In parallel with the growth of the time poor segment, much of society has remained time rich. Retired people, rural people and the unemployed are often time rich. Some others have a time rich life by restricting their activities, either through choice or some lack of alternatives. In marketing, these are people who value an experience, read the small print, and go for coupon offers. They are loyal but can be price conscious too and some lack the funds to be an attractive segment for many products.
Think of some people you know. I expect you’ll find the segmentation works, in that you can place most people clearly in one group or the other, and can relate to the behavioural generalities of the segments. Walk into a supermarket and you’ll see the segments at work. Time rich people often try to spin out a visit, consciously or otherwise. They will use the cafĂ©, and walk up every aisle and check out alternatives and offers. Time poor people will get their list and escape. The supermarket will often be laid out cleverly to cater well to both groups, though there may be a leaning to one, for example in the time-poor focused urban convenience store model.
The segments reinforce over time. The adage that you should always ask a busy person to do any job for you rings true, since they will often have mental processes tuned to getting things done rather than putting things off or spinning things out. Once unemployed for a period of time, it becomes hard to find the energy and efficiency to present oneself credibly to the job market.
It is a bit of a sad fact of life that we often wish were in the opposite category of segmentations. Think single or partnered off. Time poor people really miss time, yet struggle to find ways to create it, instead filling up any space with new activity. Many of them don’t even know how to relax on holiday! Conversely, time rich people are sometimes anxious for their day to end and cannot appreciate the gift of time through loneliness or lethargy.
It is also true that transitions from one group to the other are stressful, since they challenge our routines and even our values. Retirement is the most obvious such transition, and it is the change of time status that creates the problem for many people. I’m in this transition now – in truth it started a year ago, and I’ve had the big advantages of handling the change gradually and of this being my choice.

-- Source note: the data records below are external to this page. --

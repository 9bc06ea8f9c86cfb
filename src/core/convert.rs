//! Pure conversion arithmetic.
//!
//! Values are kept at full `f64` precision. Rounding to two decimals only
//! happens in [`format_amount`], which uses Rust's `{:.2}` formatting: the
//! exact binary value is rounded to nearest and exact ties go to even.

use crate::core::error::ExchangeError;

/// Converts `amount` from a currency quoted at `source_rate` into one quoted
/// at `target_rate`. Both rates are units per one unit of the base currency
/// and must be positive, which [`RateTable`](crate::core::rates::RateTable)
/// guarantees.
pub fn convert(amount: f64, source_rate: f64, target_rate: f64) -> Result<f64, ExchangeError> {
    debug_assert!(source_rate > 0.0 && target_rate > 0.0);
    if !amount.is_finite() || amount < 0.0 {
        return Err(ExchangeError::InvalidAmount(amount));
    }
    let result = amount * (target_rate / source_rate);
    if !result.is_finite() {
        return Err(ExchangeError::AmountOutOfRange(amount));
    }
    Ok(result)
}

/// Formats an amount for display with two decimal places.
pub fn format_amount(value: f64) -> String {
    format!("{value:.2}")
}
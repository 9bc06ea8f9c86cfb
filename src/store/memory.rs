use crate::core::error::{HistoryUnavailable, PersistenceWarning};
use crate::core::history::{HistoryEntry, HistoryLog};
use crate::core::record::ConversionRecord;
use tracing::debug;

/// History kept for the lifetime of the process only.
#[derive(Debug, Default)]
pub struct MemoryHistory {
    records: Vec<ConversionRecord>,
}

impl MemoryHistory {
    /// Creates an empty MemoryHistory
    pub fn new() -> Self {
        Self::default()
    }
}

impl HistoryLog for MemoryHistory {
    fn append(&mut self, record: &ConversionRecord) -> Result<(), PersistenceWarning> {
        self.records.push(record.clone());
        debug!(count = self.records.len(), "History APPEND (memory)");
        Ok(())
    }

    fn list_all(&self) -> Result<Vec<HistoryEntry>, HistoryUnavailable> {
        Ok(self
            .records
            .iter()
            .cloned()
            .map(HistoryEntry::Record)
            .collect())
    }
}

#[cfg(test)]
mod tests {
    use super::*;
    use crate::core::currency::CurrencyCode;

    #[test]
    fn test_memory_history_append_and_list() {
        let mut history = MemoryHistory::new();

        // Initially, history is empty
        assert!(history.list_all().unwrap().is_empty());

        let first = ConversionRecord::new(100.0, CurrencyCode::Usd, CurrencyCode::Eur, 85.0);
        let second = ConversionRecord::new(10.0, CurrencyCode::Gbp, CurrencyCode::Chf, 14.79);
        history.append(&first).unwrap();
        history.append(&second).unwrap();

        let entries = history.list_all().unwrap();
        assert_eq!(
            entries,
            vec![HistoryEntry::Record(first), HistoryEntry::Record(second)]
        );

        // Listing is restartable
        assert_eq!(history.list_all().unwrap(), entries);
    }
}
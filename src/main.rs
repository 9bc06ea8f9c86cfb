use anyhow::Result;
use clap::{Parser, Subcommand};
use fxconv::core::log::init_logging;

#[derive(Parser)]
#[command(version, about)]
struct Cli {
    /// Enable verbose logging
    #[arg(short, long, global = true)]
    verbose: bool,

    /// Path to optional configuration file
    #[arg(short, long, global = true)]
    config_path: Option<String>,

    #[command(subcommand)]
    command: Option<Commands>,
}

impl From<Commands> for fxconv::AppCommand {
    fn from(cmd: Commands) -> fxconv::AppCommand {
        match cmd {
            Commands::Currencies => fxconv::AppCommand::Currencies,
            Commands::Convert { amount, from, to } => {
                fxconv::AppCommand::Convert { amount, from, to }
            }
            Commands::History => fxconv::AppCommand::History,
            Commands::Shell => fxconv::AppCommand::Shell,
            Commands::Setup => unreachable!("Setup command should be handled separately"),
        }
    }
}

#[derive(Subcommand)]
enum Commands {
    /// Create default configuration
    Setup,
    /// List supported currencies and their rates
    Currencies,
    /// Convert an amount between two currencies
    Convert {
        /// Amount to exchange
        #[arg(allow_negative_numbers = true)]
        amount: f64,
        /// Currency to exchange from (code or name)
        from: String,
        /// Currency to exchange to (code or name)
        to: String,
    },
    /// Display the exchange history
    History,
    /// Start the interactive menu (default)
    Shell,
}

fn main() -> Result<()> {
    let cli = Cli::parse();

    init_logging(cli.verbose);

    let result = match cli.command {
        Some(Commands::Setup) => fxconv::cli::setup::setup(),
        Some(cmd) => fxconv::run_command(cmd.into(), cli.config_path.as_deref()),
        None => fxconv::run_command(fxconv::AppCommand::Shell, cli.config_path.as_deref()),
    };

    if let Err(e) = &result {
        tracing::error!(error = %e, "Application failed");
    }
    result
}
use super::shell::format_exchange;
use crate::core::exchange::{ConversionRequest, ExchangeService};
use anyhow::Result;

/// One-shot conversion. Rejected requests are returned as errors; a
/// persistence warning is printed but does not fail the command.
pub fn run(service: &mut ExchangeService, amount: f64, from: &str, to: &str) -> Result<()> {
    let exchange = service.perform_exchange(&ConversionRequest::new(amount, from, to))?;
    println!("{}", format_exchange(&exchange));
    Ok(())
}
//! Exchange history abstractions

use crate::core::error::{HistoryUnavailable, PersistenceWarning};
use crate::core::record::ConversionRecord;
use std::fmt::Display;

/// An item of the exchange history.
#[derive(Debug, Clone, PartialEq)]
pub enum HistoryEntry {
    /// A structured record kept for the current session.
    Record(ConversionRecord),
    /// A line read back from a persisted log.
    Line(String),
}

impl Display for HistoryEntry {
    fn fmt(&self, f: &mut std::fmt::Formatter<'_>) -> std::fmt::Result {
        match self {
            HistoryEntry::Record(record) => write!(f, "{record}"),
            HistoryEntry::Line(line) => write!(f, "{line}"),
        }
    }
}

/// Append-only store of completed exchanges.
pub trait HistoryLog {
    /// Adds a record at the end of the log. A failure to persist the record
    /// is reported as a warning; the record itself stays valid.
    fn append(&mut self, record: &ConversionRecord) -> Result<(), PersistenceWarning>;

    /// Returns every entry in insertion order. May be called any number of
    /// times.
    fn list_all(&self) -> Result<Vec<HistoryEntry>, HistoryUnavailable>;
}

The key, I believe, is finding ways to cherish the time you have created. Not by running out and filling it with more frenetic activity, but in other ways. This happens automatically to some extent. For example, I’ve always walked a lot, but now I find myself going a bit more slowly, taking more scenic routes, stopping to breathe and admire and observe and be diverted. I love it. The brain is not switching off, but is learning to cherish the gift of time. Meditation, siestas, really listening to music, and, maybe most important of all, really listening to people are also new gifts.
Will this work long term? I don’t know yet, but I’m optimistic. Perhaps I’ll grow to resent the time, feel challenged by relative inactivity, and even slow down in thought process. I hope not. As with many things, awareness of yourself and the issues playing around you should be the first part of a solution.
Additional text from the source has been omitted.